Another consequence of limited attention is that creative individuals are often considered odd—or even arrogant, selfish, and ruthless. It is important to keep in mind that these are not traits of creative people, but traits that the rest of us attribute to them on the basis of our perceptions. When we meet a person who focuses all of his attention on physics or music and ignores us and forgets our names, we call that person “arrogant” even though he may be extremely humble and friendly if he could only spare attention from his pursuit. If that person is so taken with his domain that he fails to take our wishes into account we call him “insensitive” or “selfish” even though such attitudes are far from his mind. Similarly, if he pursues his work regardless of other people’s plans, we call him “ruthless.” Yet it is practically impossible to learn a domain deeply enough to make a change in it without dedicating all of one’s attention to it and thereby appearing to be arrogant, selfish, and ruthless to those who believe they have a right to the creative person’s attention.
In fact, creative people are neither single-minded, specialized, nor selfish. Indeed, they seem to be the opposite: They love to make connections with adjacent areas of knowledge. They tend to be—in principle—caring and sensitive. Yet the demands of their role inevitably push them toward specialization and selfishness. Of the many paradoxes of creativity, this is perhaps the most difficult to avoid.
WHAT’S THE GOOD OF STUDYING CREATIVITY?
There are two main reasons why looking closely at the lives of creative individuals and the contexts of their accomplishments is useful. The first is the most obvious one: The results of creativity enrich the culture and so they indirectly improve the quality of all our lives. But we may also learn from this knowledge how to make our own lives directly more interesting and
productive. In the last chapter of this volume I summarize what this study suggests for enriching anyone’s everyday existence.
Some people argue that studying creativity is an elite distraction from the more pressing problems confronting us. We should focus all our energies on combating overpopulation, poverty, or mental retardation instead. A concern for creativity is an unnecessary luxury, according to this argument. But this position is somewhat shortsighted. First of all, workable new solutions to poverty or overpopulation will not appear magically by themselves. Problems are solved only when we devote a great deal of attention to them and in a creative way. Second, to have a good life, it is not enough to remove what is wrong from it. We also need a positive goal, otherwise why keep going? Creativity is one answer to that question: It provides one of the most exciting models for living. Psychologists have learned much about how healthy human beings think and feel from studying pathological cases. Brain- damaged patients, neurotics, and delinquents have provided contrasts against which normal functioning may better be understood. But we have learned little from the other end of the continuum, from people who are extraordinary in some positive sense. Yet if we wish to find out what might be missing from our lives, it makes sense to study lives that are rich and fulfilling. This is one of the main reasons for writing the book: to understand better a way of being that is more satisfying than most lives typically are.

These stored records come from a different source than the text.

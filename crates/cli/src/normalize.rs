//! Classify-then-normalize pipeline shared by the `classify`, `normalize`,
//! and `aggregate` commands.

use ledgerlens_infer::{
    parse_amount, parse_date, ClassifierConfig, ColumnType, ColumnTypeClassifier, RawCell,
    TypeVerdict,
};
use ledgerlens_io::TableSource;
use ledgerlens_store::{Column, Table, Value};

use serde::Serialize;

use crate::CliError;

/// Per-column classification report.
#[derive(Debug, Serialize)]
pub struct ColumnVerdict {
    pub name: String,
    pub verdict: TypeVerdict,
}

pub fn classify_table(
    source: &dyn TableSource,
    table: &str,
    config: &ClassifierConfig,
) -> Result<Vec<ColumnVerdict>, CliError> {
    let classifier = ColumnTypeClassifier::new(config.clone());
    let columns = source.list_columns(table).map_err(CliError::from_io)?;

    columns
        .into_iter()
        .map(|name| {
            let cells = source.read_column(table, &name).map_err(CliError::from_io)?;
            Ok(ColumnVerdict {
                verdict: classifier.classify(&cells),
                name,
            })
        })
        .collect()
}

/// Classify every column, then normalize each cell with the column verdict
/// as a parse hint. Unparseable non-empty cells pass through as text so a
/// reviewer can still see them; they are never silently dropped.
pub fn normalize_table(
    source: &dyn TableSource,
    table: &str,
    config: &ClassifierConfig,
) -> Result<Table, CliError> {
    let classifier = ColumnTypeClassifier::new(config.clone());
    let names = source.list_columns(table).map_err(CliError::from_io)?;

    let mut columns = Vec::with_capacity(names.len());
    for name in names {
        let cells = source.read_column(table, &name).map_err(CliError::from_io)?;
        let verdict = classifier.classify(&cells);
        let values = cells
            .iter()
            .map(|cell| normalize_cell(cell, &verdict))
            .collect();
        columns.push(Column {
            name,
            verdict: Some(verdict),
            values,
        });
    }

    Ok(Table { columns })
}

fn normalize_cell(cell: &RawCell, verdict: &TypeVerdict) -> Value {
    if cell.is_empty() {
        return Value::Empty;
    }
    match verdict.column_type {
        ColumnType::Date => match parse_date(cell, verdict.format) {
            Some(date) => Value::Date(date),
            None => passthrough(cell),
        },
        ColumnType::Number => match parse_amount(cell, verdict.format) {
            Some(amount) => Value::Amount(amount),
            None => passthrough(cell),
        },
        ColumnType::String => passthrough(cell),
    }
}

fn passthrough(cell: &RawCell) -> Value {
    match cell.render() {
        Some(text) => Value::Text(text),
        None => Value::Empty,
    }
}

#[cfg(test)]
mod tests {
    use super::*;
    use chrono::NaiveDate;
    use ledgerlens_io::CsvSource;
    use rust_decimal::Decimal;
    use std::str::FromStr;

    fn source() -> CsvSource {
        let content = "\
Date,Amount,Category
1/15/2023,\"$1,200.00\",Rent
2/1/2023,\"(350.00)\",Utilities
3/1/2023,n/a,Rent
";
        CsvSource::from_string("txns".into(), content, b',').unwrap()
    }

    #[test]
    fn verdicts_cover_all_columns() {
        let verdicts = classify_table(&source(), "txns", &ClassifierConfig::default()).unwrap();
        assert_eq!(verdicts.len(), 3);
        assert_eq!(verdicts[0].verdict.column_type, ColumnType::Date);
        assert_eq!(verdicts[1].verdict.column_type, ColumnType::Number);
        assert_eq!(verdicts[2].verdict.column_type, ColumnType::String);
    }

    #[test]
    fn normalization_produces_canonical_values() {
        let table = normalize_table(&source(), "txns", &ClassifierConfig::default()).unwrap();
        assert_eq!(
            table.columns[0].values[0],
            Value::Date(NaiveDate::from_ymd_opt(2023, 1, 15).unwrap())
        );
        assert_eq!(
            table.columns[1].values[1],
            Value::Amount(Decimal::from_str("-350.00").unwrap())
        );
    }

    #[test]
    fn unparseable_cells_pass_through_as_text() {
        let table = normalize_table(&source(), "txns", &ClassifierConfig::default()).unwrap();
        assert_eq!(table.columns[1].values[2], Value::Text("n/a".into()));
    }
}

Each of us is born with two contradictory sets of instructions: a conservative tendency, made up of instincts for self-preservation, self- aggrandizement, and saving energy, and an expansive tendency made up of instincts for exploring, for enjoying novelty and risk—the curiosity that leads to creativity belongs to this set. We need both of these programs. But whereas the first tendency requires little encouragement or support from outside to motivate behavior, the second can wilt if it is not cultivated. If too few opportunities for curiosity are available, if too many obstacles are placed in the way of risk and exploration, the motivation to engage in creative behavior is easily extinguished.
You would think that given its importance, creativity would have a high priority among our concerns. And in fact there is a lot of lip service paid to it. But if we look at the reality, we see a different picture. Basic scientific
research is minimized in favor of immediate practical applications. The arts are increasingly seen as dispensable luxuries that must prove their worth in the impersonal mass market. In one company after another, as downsizing continues, one hears CEOs report that this is not an age for innovators but for bookkeepers, not a climate for building and risking but for cutting expenses. Yet as economic competition heats up around the globe, exactly the opposite strategy is needed.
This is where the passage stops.